Task details: The result should be every line that contains the word "Injecting", taken from the material.

Supplied information:
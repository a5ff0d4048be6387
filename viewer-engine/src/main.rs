use std::sync::Arc;
use std::time::Duration;

use anyhow::Result;
use tracing::{info, warn};

use common::DeviceTier;
use viewer_engine::app::ViewerEngine;
use viewer_engine::config::AppConfig;
use viewer_engine::mock_server::{MockSessionServer, MockStreamingClientFactory};
use viewer_engine::tuning::StaticCapabilityProbe;
use viewer_engine::types::{FailureEvent, FailureKind};

#[tokio::main]
async fn main() -> Result<()> {
    let args: Vec<String> = std::env::args().collect();

    if args.iter().any(|a| a == "--help" || a == "-h") {
        print_usage();
        return Ok(());
    }

    let config = match args.iter().position(|a| a == "--config") {
        Some(idx) => {
            let path = args
                .get(idx + 1)
                .ok_or_else(|| anyhow::anyhow!("--config requires a file path"))?;
            AppConfig::load_from_file(path)?
        }
        None => AppConfig::default(),
    };

    println!("🎥 CCTV viewer engine");
    println!("   heartbeat interval : {:?}", config.heartbeat.interval);
    println!("   max sessions       : {}", config.heartbeat.max_sessions);
    println!("   retry budget       : {}", config.recovery.max_retries);
    println!();

    // 平台后端与流媒体客户端在浏览器环境外以模拟实现代替
    let server = Arc::new(MockSessionServer::new());
    let factory = Arc::new(MockStreamingClientFactory::new());

    let engine = ViewerEngine::builder()
        .with_config(config)
        .with_endpoint(server.clone())
        .with_probe(Arc::new(StaticCapabilityProbe::new(
            DeviceTier::Medium,
            false,
        )))
        .with_factory(factory.clone())
        .build()?;

    if args.iter().any(|a| a == "--demo") {
        run_demo(&engine, &server, &factory).await?;
    } else {
        info!("No --demo flag given, engine assembled and idle");
    }

    engine.shutdown().await;
    Ok(())
}

/// 演示：打开两路播放，注入网络与媒体故障，观察恢复与心跳
async fn run_demo(
    engine: &ViewerEngine,
    server: &Arc<MockSessionServer>,
    factory: &Arc<MockStreamingClientFactory>,
) -> Result<()> {
    info!("Starting demo with two cameras...");

    let front_gate = engine.create_playback("camera-front-gate").await?;
    let car_park = engine.create_playback("camera-car-park").await?;
    info!(
        "✓ Playbacks open (sessions {} and {})",
        front_gate.session_id(),
        car_park.session_id()
    );

    // 让共享心跳任务跑几轮
    tokio::time::sleep(Duration::from_millis(200)).await;
    info!("Heartbeats delivered so far: {}", server.total_heartbeats().await);

    // 注入一次致命网络故障：应触发退避重载
    info!("Injecting a fatal network failure on the front gate camera...");
    front_gate
        .failure_sender()
        .send(FailureEvent::fatal(FailureKind::Network))
        .map_err(|_| anyhow::anyhow!("failure mailbox closed"))?;
    tokio::time::sleep(Duration::from_millis(1_500)).await;
    info!(
        "Stream reloads issued: {}",
        factory.client().reload_calls()
    );

    // 注入一次致命媒体故障：应原地修复
    info!("Injecting a fatal media failure on the car park camera...");
    car_park
        .failure_sender()
        .send(FailureEvent::fatal(FailureKind::Media))
        .map_err(|_| anyhow::anyhow!("failure mailbox closed"))?;
    tokio::time::sleep(Duration::from_millis(100)).await;
    info!("Repair attempts: {}", factory.client().repair_calls());

    // 模拟标签页隐藏：立即补发一轮心跳
    engine.on_visibility_hidden().await;

    front_gate.shutdown().await;
    car_park.shutdown().await;

    if server.active_session_count().await > 0 {
        warn!("Demo left sessions active on the mock server");
    }
    info!("✅ Demo finished");
    Ok(())
}

fn print_usage() {
    println!("viewer-engine - client-side resilience engine for live CCTV viewing");
    println!();
    println!("USAGE:");
    println!("    viewer-engine [OPTIONS]");
    println!();
    println!("OPTIONS:");
    println!("    --config <path>   Load TOML configuration from <path>");
    println!("    --demo            Run the built-in two-camera demo");
    println!("    --help            Show this help");
}
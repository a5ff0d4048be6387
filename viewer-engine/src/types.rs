use chrono::{DateTime, Utc};
use serde::{Deserialize, Serialize};

/// Classification of a playback failure reported by the streaming client.
#[derive(Debug, Clone, Copy, Serialize, Deserialize, PartialEq, Eq)]
#[serde(rename_all = "lowercase")]
pub enum FailureKind {
    /// Connectivity or fragment/playlist load failure; recoverable via
    /// backoff and stream reload.
    Network,
    /// Decoder/codec failure; recoverable via in-place repair or codec swap.
    Media,
    /// Anything the streaming client cannot route around; the instance
    /// must be discarded.
    Fatal,
    /// No failure observed yet.
    None,
}

/// Failure notification raised by the streaming client's error callback.
#[derive(Debug, Clone, Copy, PartialEq, Eq)]
pub struct FailureEvent {
    pub kind: FailureKind,
    pub fatal: bool,
}

impl FailureEvent {
    pub fn fatal(kind: FailureKind) -> Self {
        Self { kind, fatal: true }
    }

    pub fn transient(kind: FailureKind) -> Self {
        Self { kind, fatal: false }
    }
}

/// How one `handle_error` invocation resolved.
#[derive(Debug, Clone, Copy, PartialEq, Eq)]
pub enum RecoveryStatus {
    /// Non-fatal failure; the streaming client self-heals, no action taken.
    Ignored,
    /// Another recovery sequence is already in flight; nothing scheduled.
    Recovering,
    /// Backoff elapsed and a stream reload was issued.
    Retry,
    /// In-place repair brought playback back.
    Success,
    /// Recovery exhausted or impossible; terminal for the caller to handle.
    Failed,
}

/// Normalized result of a recovery attempt. The error handler never
/// propagates an error of its own; every path resolves into one of these.
#[derive(Debug, Clone, Copy, PartialEq, Eq)]
pub struct RecoveryOutcome {
    pub status: RecoveryStatus,
    /// Retry attempts consumed in the current episode.
    pub attempts: u32,
    pub kind: FailureKind,
}

/// Snapshot of the coordinator's internal state, for observability and tests.
#[derive(Debug, Clone, Copy, PartialEq, Eq)]
pub struct RecoveryState {
    pub retry_count: u32,
    pub is_recovering: bool,
    pub last_failure: FailureKind,
}

/// One registered viewing session, kept alive by the shared heartbeat task.
#[derive(Debug, Clone, Serialize, Deserialize)]
pub struct ViewerSession {
    /// Opaque identifier issued by the session backend.
    pub session_id: String,
    pub camera_id: String,
    pub started_at: DateTime<Utc>,
}

#[cfg(test)]
mod tests {
    use super::*;

    #[test]
    fn test_failure_kind_wire_labels() {
        assert_eq!(
            serde_json::to_string(&FailureKind::Network).unwrap(),
            "\"network\""
        );
        assert_eq!(
            serde_json::to_string(&FailureKind::Media).unwrap(),
            "\"media\""
        );
        let parsed: FailureKind = serde_json::from_str("\"fatal\"").unwrap();
        assert_eq!(parsed, FailureKind::Fatal);
    }

    #[test]
    fn test_failure_event_constructors() {
        assert!(FailureEvent::fatal(FailureKind::Network).fatal);
        assert!(!FailureEvent::transient(FailureKind::Media).fatal);
    }
}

Answer section:
    info!("Injecting a fatal network failure on the front gate camera...");
    info!("Injecting a fatal media failure on the car park camera...");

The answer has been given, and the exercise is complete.